• INSTRUCTIONS TO FOLLOW: Read the records beneath this task and copy every line that contains the string "Whether".
————
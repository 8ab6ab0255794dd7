//! Multi-grid periods and page navigation.
//!
//! Navigation never mutates a grid. Each step builds the next page and
//! returns it in a [`PageChange`] together with the old and new reference
//! dates, so the caller decides what to announce.

use serde::Serialize;
use tracing::{debug, warn};

use crate::day::YearMonth;
use crate::grid::{Grid, GridKind, build_month_grid, build_week_grid, first_column};
use crate::instant::{Instant, TimeUnit};
use crate::options::{DEFAULT_WEEKDAY_LABELS, DisplayMode, Options};
use crate::result::{ResultUnit, multi_format};

#[tracing::instrument(skip(options, now), fields(start = %start))]
pub fn months_for_period(start: Instant, count: u32, options: &Options, now: Instant) -> Vec<Grid> {
    let first = start.start_of_month();
    (0..count)
        .map(|idx| build_month_grid(first.add(TimeUnit::Month, i64::from(idx)), options, now))
        .collect()
}

/// The single week containing `start`.
#[tracing::instrument(skip(options, now), fields(start = %start))]
pub fn weeks_for_period(start: Instant, options: &Options, now: Instant) -> Vec<Grid> {
    vec![build_week_grid(start, options, now)]
}

/// One January grid per year, starting at `start_year`.
#[tracing::instrument(skip(options, now))]
pub fn years_for_period(start_year: i32, count: u32, options: &Options, now: Instant) -> Vec<Grid> {
    let Some(first) = Instant::from_ymd(start_year, 1, 1) else {
        warn!(start_year, "year outside the supported calendar range");
        return Vec::new();
    };
    (0..count)
        .map(|idx| build_month_grid(first.add(TimeUnit::Year, i64::from(idx)), options, now))
        .collect()
}

/// The page for `time` in the configured display mode.
pub fn build_page(time: Instant, options: &Options, now: Instant) -> Grid {
    match options.display_mode {
        DisplayMode::Month => build_month_grid(time, options, now),
        DisplayMode::Week => build_week_grid(time, options, now),
    }
}

#[derive(Debug, Clone, PartialEq, Eq, Serialize)]
#[serde(rename_all = "camelCase")]
pub struct PageChange {
    pub grid: Grid,
    pub old: ResultUnit,
    pub new: ResultUnit,
    /// The reference month differs between the two pages.
    pub month_changed: bool,
}

/// Reference instant a page navigates from: the 1st for month grids,
/// the requested date for week grids.
fn anchor(grid: &Grid) -> Instant {
    match grid.kind {
        GridKind::Month => grid.original.time,
        GridKind::Week => grid.original.date,
    }
}

fn rebuild(kind: GridKind, time: Instant, options: &Options, now: Instant) -> Grid {
    match kind {
        GridKind::Month => build_month_grid(time, options, now),
        GridKind::Week => build_week_grid(time, options, now),
    }
}

fn change(from: &Grid, grid: Grid) -> PageChange {
    let old = anchor(from);
    let new = anchor(&grid);
    let month_changed = YearMonth::of(old) != YearMonth::of(new);
    debug!(old = %old, new = %new, month_changed, "page changed");
    PageChange {
        grid,
        old: multi_format(old),
        new: multi_format(new),
        month_changed,
    }
}

pub fn next_month(grid: &Grid, options: &Options, now: Instant) -> PageChange {
    let time = grid.original.time.start_of_month().add(TimeUnit::Month, 1);
    change(grid, build_month_grid(time, options, now))
}

pub fn prev_month(grid: &Grid, options: &Options, now: Instant) -> PageChange {
    let time = grid.original.time.start_of_month().subtract(TimeUnit::Month, 1);
    change(grid, build_month_grid(time, options, now))
}

/// Advances `weeks` weeks. Unless `continuous` is set, crossing into a new
/// month lands on the week holding its 1st.
pub fn next_week(grid: &Grid, options: &Options, now: Instant) -> PageChange {
    let current = anchor(grid);
    let mut time = current.add(TimeUnit::Week, i64::from(options.weeks));
    if !options.continuous && YearMonth::of(time) != YearMonth::of(current) {
        time = time.with_day(1);
    }
    change(grid, build_week_grid(time, options, now))
}

/// Steps back `weeks` weeks. Unless `continuous` is set, crossing a month
/// boundary lands on the week holding the current month's 1st, or on the
/// prior month's last week when that week is already showing.
pub fn prev_week(grid: &Grid, options: &Options, now: Instant) -> PageChange {
    let current = anchor(grid);
    let mut time = current.subtract(TimeUnit::Week, i64::from(options.weeks));
    if !options.continuous && YearMonth::of(time) != YearMonth::of(current) {
        let column = first_column(current.weekday(), options.week_start) as i64;
        let first = current.start_of_month();
        time = if i64::from(current.day()) - column <= 1 {
            first.subtract(TimeUnit::Day, 1)
        } else {
            first
        };
    }
    change(grid, build_week_grid(time, options, now))
}

pub fn next_year(grid: &Grid, options: &Options, now: Instant) -> PageChange {
    let time = anchor(grid).add(TimeUnit::Year, 1);
    change(grid, rebuild(grid.kind, time, options, now))
}

pub fn prev_year(grid: &Grid, options: &Options, now: Instant) -> PageChange {
    let time = anchor(grid).subtract(TimeUnit::Year, 1);
    change(grid, rebuild(grid.kind, time, options, now))
}

pub fn next_page(grid: &Grid, options: &Options, now: Instant) -> PageChange {
    match grid.kind {
        GridKind::Month => next_month(grid, options, now),
        GridKind::Week => next_week(grid, options, now),
    }
}

pub fn prev_page(grid: &Grid, options: &Options, now: Instant) -> PageChange {
    match grid.kind {
        GridKind::Month => prev_month(grid, options, now),
        GridKind::Week => prev_week(grid, options, now),
    }
}

/// Jumps to `month` (1 to 12, clamped) of the grid's year.
pub fn select_month(grid: &Grid, month: u32, options: &Options, now: Instant) -> PageChange {
    let current = anchor(grid);
    let delta = i64::from(month.clamp(1, 12)) - i64::from(current.month());
    change(grid, rebuild(grid.kind, current.add(TimeUnit::Month, delta), options, now))
}

pub fn select_year(grid: &Grid, year: i32, options: &Options, now: Instant) -> PageChange {
    let current = anchor(grid);
    let delta = i64::from(year) - i64::from(current.year());
    change(grid, rebuild(grid.kind, current.add(TimeUnit::Year, delta), options, now))
}

/// Whether a later page may hold selectable days.
pub fn can_next(grid: &Grid, options: &Options) -> bool {
    match options.to {
        None => true,
        Some(to) => grid.original.last_time < to,
    }
}

/// Whether an earlier page may hold selectable days.
pub fn can_prev(grid: &Grid, options: &Options) -> bool {
    grid.original.time > options.from
}

/// Column header labels, starting at the configured week start.
pub fn weekday_labels(options: &Options) -> Vec<String> {
    let mut labels = if options.weekdays.len() == 7 {
        options.weekdays.clone()
    } else {
        warn!(
            count = options.weekdays.len(),
            "weekday labels need seven entries; using defaults"
        );
        DEFAULT_WEEKDAY_LABELS.iter().map(|s| s.to_string()).collect()
    };
    labels.rotate_left(options.week_start.index() as usize);
    labels
}

pub fn month_title(time: Instant, options: &Options) -> String {
    time.format(&options.month_format)
}

pub fn year_title(time: Instant, options: &Options) -> String {
    time.format(&options.year_format)
}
————
• COMPLETED TASK:
/// Whether a later page may hold selectable days.
/// Whether an earlier page may hold selectable days.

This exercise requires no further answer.